Der Gerichtssaal am Gefängnis in Stuttgart-Stammheim hat ausgedient. Künftig finden Terrorprozesse des Oberlandesgerichts in einem neu errichteten Gebäude in unmittelbarer Nachbarschaft statt. Es wird heute erstmals einer breiteren Öffentlichkeit vorgestellt. Der Bau begann Mitte 2015 und kostete 29 Millionen Euro, wie ein Sprecher des Finanzministeriums in Stuttgart mitteilte.

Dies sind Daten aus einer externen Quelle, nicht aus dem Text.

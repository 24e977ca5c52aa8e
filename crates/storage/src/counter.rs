// SPDX-License-Identifier: BUSL-1.1
// Copyright (c) 2026 Alfred Jean LLC

//! Unique Counter Service: hands out disjoint ranges of a monotonically
//! increasing 32-bit counter for staging-directory names (spec §4.7).
//!
//! Wrap-around at `u32::MAX` is permitted; uniqueness within a single
//! creation-time second is guaranteed by composing the counter with the
//! creation time, `job_id`, and split-job counter into the directory name,
//! not by the counter alone.

use afd_core::UniqueNumber;
use fs2::FileExt;
use std::fs::{File, OpenOptions};
use std::io::{Read, Seek, SeekFrom, Write};
use std::path::{Path, PathBuf};
use std::sync::atomic::{AtomicU32, Ordering};
use thiserror::Error;

#[derive(Debug, Error)]
pub enum CounterError {
    #[error("I/O error: {0}")]
    Io(#[from] std::io::Error),
    #[error("counter file contents are not a valid u32")]
    Corrupt,
}

/// Allocates contiguous ranges of unique numbers. The file-backed impl is
/// the production allocator; tests use [`InMemoryCounter`] instead of
/// touching the filesystem.
pub trait UniqueCounter: Send + Sync {
    /// Allocate `count` consecutive numbers and return the first one.
    fn allocate(&self, count: u32) -> Result<UniqueNumber, CounterError>;
}

/// Exclusive file-locked 32-bit counter on disk, matching the on-disk
/// format `open_counter_file` expects: a 4-byte little-endian value.
pub struct FileCounter {
    path: PathBuf,
}

impl FileCounter {
    pub fn new(path: impl Into<PathBuf>) -> Self {
        Self { path: path.into() }
    }

    fn open(&self) -> Result<File, CounterError> {
        if let Some(parent) = self.path.parent() {
            std::fs::create_dir_all(parent)?;
        }
        Ok(OpenOptions::new()
            .read(true)
            .write(true)
            .create(true)
            .open(&self.path)?)
    }
}

impl UniqueCounter for FileCounter {
    fn allocate(&self, count: u32) -> Result<UniqueNumber, CounterError> {
        let mut file = self.open()?;
        file.lock_exclusive()?;

        let result = (|| {
            let mut buf = [0u8; 4];
            let read = file.read(&mut buf)?;
            let current = if read == 4 {
                u32::from_le_bytes(buf)
            } else if read == 0 {
                0
            } else {
                return Err(CounterError::Corrupt);
            };

            let next = current.wrapping_add(count);
            file.seek(SeekFrom::Start(0))?;
            file.write_all(&next.to_le_bytes())?;
            file.sync_data()?;
            Ok(UniqueNumber::new(current))
        })();

        FileExt::unlock(&file)?;
        result
    }
}

/// In-memory allocator for tests: no filesystem, no locking, just an
/// atomic counter.
#[derive(Debug, Default)]
pub struct InMemoryCounter {
    next: AtomicU32,
}

impl InMemoryCounter {
    pub fn new() -> Self {
        Self::default()
    }

    pub fn starting_at(value: u32) -> Self {
        Self {
            next: AtomicU32::new(value),
        }
    }
}

impl UniqueCounter for InMemoryCounter {
    fn allocate(&self, count: u32) -> Result<UniqueNumber, CounterError> {
        let current = self.next.fetch_add(count, Ordering::SeqCst);
        Ok(UniqueNumber::new(current))
    }
}

/// Read the raw counter value from `path` without advancing it, for
/// diagnostics/snapshots. Returns 0 if the file does not exist yet.
pub fn peek(path: &Path) -> Result<u32, CounterError> {
    if !path.exists() {
        return Ok(0);
    }
    let mut file = File::open(path)?;
    let mut buf = [0u8; 4];
    let read = file.read(&mut buf)?;
    if read == 0 {
        Ok(0)
    } else if read == 4 {
        Ok(u32::from_le_bytes(buf))
    } else {
        Err(CounterError::Corrupt)
    }
}

#[cfg(test)]
#[path = "counter_tests.rs"]
mod tests;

Über 40 Jahre nach der Hochphase des RAF-Terrors kann dann das alte Mehrzweckgebäude - ein Symbol dieser Zeit - abgerissen werden. Der Gerichtssaal wurde in den 1970er Jahren wegen der Verfahren gegen die RAF-Terroristen Ulrike Meinhof, Andreas Baader, Gudrun Ensslin und Jan-Carl Raspe weltweit bekannt. Der Bau kostete einst 12 Millionen Mark. In ihm wurden insgesamt 56 Verfahren des Oberlandesgerichts und des Landgerichts Stuttgart mit RAF-Bezug an rund 1300 Sitzungstagen verhandelt, wie ein Gerichtssprecher mitteilte.

Neben Verfahren aus dem Bereich der Organisierten Kriminalität wurde später auch gegen Mitglieder diverser anderer Gruppen verhandelt: Das Spektrum reicht von PKK-Funktionären über Terroristen aus Syrien bis zu Anführern diverser Straßengangs.